A.11. Institutional Review Board (IRB) and Justification for Sensitive

Questions


IRB Approval


CDC’s IRB has deferred to the contractor’s IRB. The IRB approval obtained through the study contractor is presented in Attachment D. IRB Approval is updated annually, and the most current expiration date is November 14, 2018. As approved in the study protocol, CDC will not have contact with study participants, nor will CDC have access to PII.


Justification for Sensitive Questions


Because very few people report IPV, SV, or stalking to officials and very few injuries are reported to health care providers, survey data provide the best source of information regarding the prevalence of IPV, SV, and stalking. It is critical that respondent safety remains the primary concern for any data collection asking about violence, particularly IPV, SV, and stalking. Such measures have been well described (Sullivan & Cain, 2004) and are addressed in the interviewer training.


Attachment E contains the NISVS survey instrument and associated supporting materials. Questions included in the current NISVS are closely modeled after questions that were used in the NVAWS, earlier NISVS, and other studies regarding IPV, SV, and stalking.

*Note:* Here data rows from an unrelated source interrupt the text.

use crate::config::ConfigValidationError;
use rust_decimal::{Decimal, RoundingStrategy};
use serde::{Deserialize, Serialize};

const MAX_DECIMAL_PLACES: u32 = 28;

#[derive(Serialize, Deserialize, Clone, Copy, Debug, Default, PartialEq, Eq)]
#[serde(rename_all = "snake_case")]
pub enum RoundingMode {
    /// 0.005 -> 0.01
    #[default]
    HalfUp,
    /// 0.005 -> 0.00, 0.015 -> 0.02
    HalfEven,
}

impl From<RoundingMode> for RoundingStrategy {
    fn from(mode: RoundingMode) -> Self {
        match mode {
            RoundingMode::HalfUp => RoundingStrategy::MidpointAwayFromZero,
            RoundingMode::HalfEven => RoundingStrategy::MidpointNearestEven,
        }
    }
}

/// How amounts are rounded for display. Applied once, to finished results.
#[derive(Serialize, Deserialize, Clone, Copy, Debug, PartialEq, Eq)]
#[serde(default)]
pub struct RoundingPolicy {
    pub decimal_places: u32,
    pub mode: RoundingMode,
}

impl Default for RoundingPolicy {
    fn default() -> Self {
        RoundingPolicy {
            decimal_places: 2,
            mode: RoundingMode::default(),
        }
    }
}

impl RoundingPolicy {
    pub fn validate(&self) -> Result<(), ConfigValidationError> {
        if self.decimal_places > MAX_DECIMAL_PLACES {
            return Err(ConfigValidationError::TooManyDecimalPlaces {
                got: self.decimal_places,
                max: MAX_DECIMAL_PLACES,
            });
        }
        Ok(())
    }

    pub fn round(&self, value: Decimal) -> Decimal {
        value.round_dp_with_strategy(self.decimal_places, self.mode.into())
    }
}
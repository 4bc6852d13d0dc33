mod cnpj_checksum;
mod fiscal_identifier;
mod format;

pub use crate::identifier::cnpj_checksum::{
    check_digits, FiscalIdentifierChecksum, FISCAL_IDENTIFIER_DIGIT_COUNT,
};
pub use crate::identifier::fiscal_identifier::{FiscalIdentifier, IdentifierError};
pub use crate::identifier::format::{format_fiscal_identifier, strip_fiscal_identifier};

use crate::stats::Stats;

pub trait Validator: Send + Sync {
    fn is_valid(&self, input: &str) -> bool;
}

/// Collects the ASCII digits of `input`, ignoring punctuation and any other character.
fn collect_digits(input: &str) -> Vec<u32> {
    input.chars().filter_map(|c| c.to_digit(10)).collect()
}

/// Checks a fiscal identifier (CNPJ) as typed by a user. Punctuation is ignored,
/// and a missing or empty value is never valid.
pub fn is_valid_fiscal_identifier(raw: Option<&str>) -> bool {
    let valid = raw.is_some_and(|raw| FiscalIdentifierChecksum.is_valid(raw));
    Stats::default().identifier_checked(valid);
    valid
}

#[cfg(test)]
mod test {
    use crate::identifier::*;

    #[test]
    fn test_collect_digits_skips_separators() {
        assert_eq!(collect_digits("12.3/4-5"), vec![1, 2, 3, 4, 5]);
        assert_eq!(collect_digits("abc"), Vec::<u32>::new());
        // full-width digits are not ASCII digits
        assert_eq!(collect_digits("１２3"), vec![3]);
    }

    #[test]
    fn test_degenerate_inputs_are_invalid() {
        assert!(!is_valid_fiscal_identifier(None));
        assert!(!is_valid_fiscal_identifier(Some("")));
        assert!(!is_valid_fiscal_identifier(Some("   ")));
        assert!(!is_valid_fiscal_identifier(Some("..//--")));
    }

    #[test]
    fn test_known_identifier() {
        assert!(is_valid_fiscal_identifier(Some("12345678000195")));
        assert!(is_valid_fiscal_identifier(Some("12.345.678/0001-95")));
    }
}
use metrics::{IntoLabels, Label, SharedString};

/// Tags attached to every metric a rule emits, e.g. the institution whose
/// consumer units are being edited.
#[derive(Clone, Debug, Default, PartialEq)]
pub struct Labels(Vec<Label>);

pub const NO_LABEL: Labels = Labels(vec![]);

impl Labels {
    pub fn new<K, V>(labels: impl IntoIterator<Item = (K, V)>) -> Self
    where
        K: Into<SharedString>,
        V: Into<SharedString>,
    {
        Labels(
            labels
                .into_iter()
                .map(|(key, value)| Label::new(key, value))
                .collect(),
        )
    }

    /// A copy of these labels with `key=value` appended
    pub fn with(&self, key: impl Into<SharedString>, value: impl Into<SharedString>) -> Labels {
        let mut tags = Vec::with_capacity(self.0.len() + 1);
        tags.extend(self.0.iter().cloned());
        tags.push(Label::new(key, value));
        Labels(tags)
    }
}

impl IntoLabels for Labels {
    fn into_labels(self) -> Vec<Label> {
        self.0
    }
}

#[cfg(test)]
mod test {
    use crate::observability::labels::{Labels, NO_LABEL};
    use metrics::{IntoLabels, Label};

    #[test]
    fn test_with_keeps_the_original() {
        let institution = Labels::new([("institution", "ufsc")]);

        let with_outcome = institution.with("outcome", "valid");
        assert_eq!(
            with_outcome.into_labels(),
            vec![
                Label::new("institution", "ufsc"),
                Label::new("outcome", "valid")
            ]
        );

        let with_reason = institution.with("reason", "future_date");
        let label_list = with_reason.into_labels();
        assert!(label_list.contains(&Label::new("institution", "ufsc")));
        assert!(!label_list.contains(&Label::new("outcome", "valid")));
        assert!(label_list.contains(&Label::new("reason", "future_date")));
    }

    #[test]
    fn test_owned_values() {
        let unit = format!("unit-{}", 42);
        let labels = Labels::new(vec![("consumer_unit".to_string(), unit)]);
        assert_eq!(
            labels.into_labels(),
            vec![Label::new("consumer_unit", "unit-42")]
        );
    }

    #[test]
    fn test_no_label() {
        assert_eq!(Labels::default(), NO_LABEL);
        assert!(NO_LABEL.into_labels().is_empty());
        assert_eq!(
            NO_LABEL.with("k", "v").into_labels(),
            vec![Label::new("k", "v")]
        );
    }
}
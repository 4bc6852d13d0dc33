use afl::fuzz;
use chrono::NaiveDate;
use rand::{rngs::StdRng, Rng, SeedableRng};
use rust_decimal::Decimal;
use tariff_rules::{
    build_comparison, check_digits, classify_supply_voltage, format_fiscal_identifier,
    is_valid_fiscal_identifier, strip_fiscal_identifier, CostValue, FixedClock,
    MonthlyContractFigure, ValidityPeriodValidator,
};

#[cfg(not(feature = "manual_test"))]
fn main() {
    fuzz!(|data: &[u8]| {
        run_raw_fuzz(data);
    });
}

#[cfg(feature = "manual_test")]
fn main() {
    use std::io::{stdin, Read};

    let mut input = vec![];
    stdin().read_to_end(&mut input).unwrap();
    run_raw_fuzz(&input);
}

fn split_bytes_once(input: &[u8]) -> Option<(&[u8], &[u8])> {
    if let Some(i) = input.iter().position(|b| *b == b',') {
        Some((&input[0..i], &input[i + 1..]))
    } else {
        None
    }
}

fn run_raw_fuzz(bytes: &[u8]) -> Option<()> {
    let (input, rand_seed) = split_bytes_once(bytes)?;
    let input_str = std::str::from_utf8(input).ok()?;

    let mut rng_seed: u64 = 0;
    for i in 0..8 {
        if rand_seed.len() > i {
            rng_seed <<= 8;
            rng_seed += rand_seed[i] as u64;
        }
    }

    let rng = StdRng::seed_from_u64(rng_seed);
    run_fuzz(input_str, rng);

    Some(())
}

fn gen_cost(rng: &mut StdRng) -> CostValue {
    if rng.gen_bool(0.2) {
        CostValue::Unavailable
    } else {
        // stay far from Decimal's range, amounts are at most billions of cents
        CostValue::Available(Decimal::new(rng.gen_range(-1_000_000_000..1_000_000_000), 2))
    }
}

fn run_fuzz(input: &str, mut rng: StdRng) {
    // none of these may panic on arbitrary input
    let valid = is_valid_fiscal_identifier(Some(input));
    let formatted = format_fiscal_identifier(Some(input));
    assert!(formatted.chars().count() <= 18);
    let stripped = strip_fiscal_identifier(input);
    if valid {
        assert_eq!(stripped.len(), 14);
        assert_eq!(
            check_digits(&stripped[..12]).map(|(v1, v2)| format!("{v1}{v2}")),
            Some(stripped[12..].to_string())
        );
    }

    if let Ok(voltage) = input.trim().parse::<f64>() {
        classify_supply_voltage(Some(voltage));
    }

    let today = NaiveDate::from_num_days_from_ce_opt(rng.gen_range(1..1_000_000))
        .unwrap_or_default();
    let validator = ValidityPeriodValidator::with_clock(FixedClock::on(today));
    if let Ok(start) = validator.validate_start_date(input) {
        assert!(start <= validator.today());
    }
    let _ = validator.validate_end_date(input, input);

    let figures: Vec<MonthlyContractFigure> = (0..rng.gen_range(0..48))
        .map(|i| MonthlyContractFigure::new(format!("{i}"), gen_cost(&mut rng), gen_cost(&mut rng)))
        .collect();
    let comparison = build_comparison(&figures);
    assert_eq!(comparison.rows.len(), figures.len());
    assert_eq!(
        comparison.totals.difference,
        comparison.totals.recommended - comparison.totals.current
    );
}
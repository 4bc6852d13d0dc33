use crate::identifier::cnpj_checksum::{first_check_digit, second_check_digit};
use crate::identifier::{collect_digits, format_fiscal_identifier, FISCAL_IDENTIFIER_DIGIT_COUNT};
use serde::{Deserialize, Deserializer, Serialize, Serializer};
use std::fmt;
use std::str::FromStr;
use thiserror::Error;

const HEADQUARTERS_BRANCH: &str = "0001";

#[derive(Debug, PartialEq, Eq, Error)]
pub enum IdentifierError {
    #[error("A CNPJ must have 14 digits, found {0}")]
    WrongLength(usize),

    /// `position` is 13 or 14, the 1-based index of the mismatching check digit
    #[error("Check digit {position} does not match")]
    CheckDigitMismatch { position: usize },
}

impl From<IdentifierError> for i64 {
    fn from(value: IdentifierError) -> i64 {
        match value {
            IdentifierError::WrongLength(_) => -2,
            IdentifierError::CheckDigitMismatch { .. } => -3,
        }
    }
}

/// A CNPJ whose check digits have been verified. Holds only the 14 digits,
/// punctuation is added back by [Display](fmt::Display).
#[derive(Debug, Clone, PartialEq, Eq, Hash, PartialOrd, Ord)]
pub struct FiscalIdentifier(String);

impl FiscalIdentifier {
    pub fn parse(raw: &str) -> Result<Self, IdentifierError> {
        let digits = collect_digits(raw);
        if digits.len() != FISCAL_IDENTIFIER_DIGIT_COUNT {
            return Err(IdentifierError::WrongLength(digits.len()));
        }
        if first_check_digit(&digits[..12]) != digits[12] {
            return Err(IdentifierError::CheckDigitMismatch { position: 13 });
        }
        if second_check_digit(&digits[..13]) != digits[13] {
            return Err(IdentifierError::CheckDigitMismatch { position: 14 });
        }
        Ok(FiscalIdentifier(
            raw.chars().filter(char::is_ascii_digit).collect(),
        ))
    }

    /// The bare 14 digits
    pub fn digits(&self) -> &str {
        &self.0
    }

    /// The 8-digit root shared by every branch of the same company
    pub fn base(&self) -> &str {
        &self.0[..8]
    }

    pub fn branch(&self) -> &str {
        &self.0[8..12]
    }

    pub fn is_headquarters(&self) -> bool {
        self.branch() == HEADQUARTERS_BRANCH
    }
}

impl fmt::Display for FiscalIdentifier {
    fn fmt(&self, f: &mut fmt::Formatter<'_>) -> fmt::Result {
        f.write_str(&format_fiscal_identifier(Some(&self.0)))
    }
}

impl FromStr for FiscalIdentifier {
    type Err = IdentifierError;

    fn from_str(s: &str) -> Result<Self, Self::Err> {
        FiscalIdentifier::parse(s)
    }
}

impl Serialize for FiscalIdentifier {
    fn serialize<S: Serializer>(&self, serializer: S) -> Result<S::Ok, S::Error> {
        serializer.serialize_str(&self.0)
    }
}

impl<'de> Deserialize<'de> for FiscalIdentifier {
    fn deserialize<D: Deserializer<'de>>(deserializer: D) -> Result<Self, D::Error> {
        let raw = String::deserialize(deserializer)?;
        FiscalIdentifier::parse(&raw).map_err(serde::de::Error::custom)
    }
}
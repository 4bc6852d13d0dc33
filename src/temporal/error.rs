use chrono::NaiveDate;
use strum::IntoStaticStr;
use thiserror::Error;

/// Why a tariff validity date was refused. The message is what the form shows next
/// to the field.
#[derive(Debug, Clone, Copy, PartialEq, Eq, Error, IntoStaticStr)]
#[strum(serialize_all = "snake_case")]
pub enum DateValidationError {
    #[error("Invalid date")]
    InvalidFormat,

    #[error("The date cannot be in the future")]
    FutureDate,

    #[error("The date must be after {minimum}")]
    BeforeMinimum { minimum: NaiveDate },

    #[error("The end date must be after the start date")]
    NotAfterStart,
}

impl DateValidationError {
    /// Stable name of the failure, used as a metric tag
    pub fn reason(&self) -> &'static str {
        self.into()
    }
}

impl From<DateValidationError> for i64 {
    fn from(value: DateValidationError) -> i64 {
        match value {
            DateValidationError::InvalidFormat => -2,
            DateValidationError::FutureDate => -3,
            DateValidationError::BeforeMinimum { .. } => -4,
            DateValidationError::NotAfterStart => -5,
        }
    }
}
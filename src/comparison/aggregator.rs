use crate::comparison::{CostValue, MonthlyContractFigure, RoundingPolicy};
use crate::stats::Stats;
use rust_decimal::Decimal;
use serde::{Deserialize, Serialize};

#[derive(Serialize, Deserialize, Clone, Debug, PartialEq, Eq)]
pub struct ComparisonRow {
    pub month: String,
    pub current: CostValue,
    pub recommended: CostValue,
    /// `recommended - current`. Positive means the recommended contract costs more.
    pub difference: CostValue,
}

impl From<&MonthlyContractFigure> for ComparisonRow {
    fn from(figure: &MonthlyContractFigure) -> Self {
        let difference = match (figure.current, figure.recommended) {
            (CostValue::Available(current), CostValue::Available(recommended)) => recommended
                .checked_sub(current)
                .map_or(CostValue::Unavailable, CostValue::Available),
            _ => CostValue::Unavailable,
        };
        ComparisonRow {
            month: figure.month.clone(),
            current: figure.current,
            recommended: figure.recommended,
            difference,
        }
    }
}

impl ComparisonRow {
    pub fn is_complete(&self) -> bool {
        self.difference.is_available()
    }
}

/// Sums over the months where both contracts have a cost. Other months are left
/// out of all three sums instead of counting as zero, and so is a month whose
/// amounts would overflow the sums.
#[derive(Serialize, Deserialize, Clone, Copy, Debug, Default, PartialEq, Eq)]
pub struct ComparisonTotals {
    pub current: Decimal,
    pub recommended: Decimal,
    /// Always `recommended - current`
    pub difference: Decimal,
    pub included_months: usize,
}

impl ComparisonTotals {
    /// Adds a month to the sums. Returns false, leaving the sums untouched, when
    /// any of them would overflow.
    fn include(&mut self, current: Decimal, recommended: Decimal) -> bool {
        let sums = self
            .current
            .checked_add(current)
            .zip(self.recommended.checked_add(recommended));
        let Some((current, recommended)) = sums else {
            return false;
        };
        let Some(difference) = recommended.checked_sub(current) else {
            return false;
        };
        self.current = current;
        self.recommended = recommended;
        self.difference = difference;
        self.included_months += 1;
        true
    }
}

#[derive(Serialize, Deserialize, Clone, Debug, Default, PartialEq, Eq)]
pub struct ContractComparison {
    pub rows: Vec<ComparisonRow>,
    pub totals: ComparisonTotals,
}

impl ContractComparison {
    pub fn unavailable_months(&self) -> impl Iterator<Item = &str> {
        self.rows
            .iter()
            .filter(|row| !row.is_complete())
            .map(|row| row.month.as_str())
    }

    /// How much the recommended contract saves over the included months, if it is cheaper
    pub fn savings(&self) -> Option<Decimal> {
        if self.totals.difference.is_sign_negative() && !self.totals.difference.is_zero() {
            Some(-self.totals.difference)
        } else {
            None
        }
    }

    /// Rounds every amount for display. The totals difference is taken from the
    /// rounded totals so the table still adds up.
    pub fn rounded(&self, policy: &RoundingPolicy) -> ContractComparison {
        let rows = self
            .rows
            .iter()
            .map(|row| ComparisonRow {
                month: row.month.clone(),
                current: row.current.map(|v| policy.round(v)),
                recommended: row.recommended.map(|v| policy.round(v)),
                difference: row.difference.map(|v| policy.round(v)),
            })
            .collect();
        let current = policy.round(self.totals.current);
        let recommended = policy.round(self.totals.recommended);
        ContractComparison {
            rows,
            totals: ComparisonTotals {
                current,
                recommended,
                difference: recommended
                    .checked_sub(current)
                    .unwrap_or_else(|| policy.round(self.totals.difference)),
                included_months: self.totals.included_months,
            },
        }
    }
}

/// Builds one row per figure, in the given order, plus the totals over complete months.
///
/// A month that cannot be added without overflowing is shown like an incomplete
/// one: its costs are kept and its difference is unavailable.
pub fn build_comparison(figures: &[MonthlyContractFigure]) -> ContractComparison {
    let mut totals = ComparisonTotals::default();
    let rows: Vec<ComparisonRow> = figures
        .iter()
        .map(|figure| {
            let mut row = ComparisonRow::from(figure);
            if let (CostValue::Available(current), CostValue::Available(recommended)) =
                (row.current, row.recommended)
            {
                if row.is_complete() && !totals.include(current, recommended) {
                    row.difference = CostValue::Unavailable;
                }
            }
            row
        })
        .collect();

    Stats::default().comparison_built(rows.len(), rows.len() - totals.included_months);
    ContractComparison { rows, totals }
}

A.12. a) Estimates of Annualized Burden Hours and Costs


There are two types of households included in the burden table: the non-participating households that are screened and are not eligible or do not wish to participate and the households that are eligible and agree to participate. For the 2018-2019 survey, the estimated number of non-participating screen households is 204,000. It will take approximately 3 minutes to determine their eligibility and participation status. It is estimated the total burden for this group to be 10,200 hours.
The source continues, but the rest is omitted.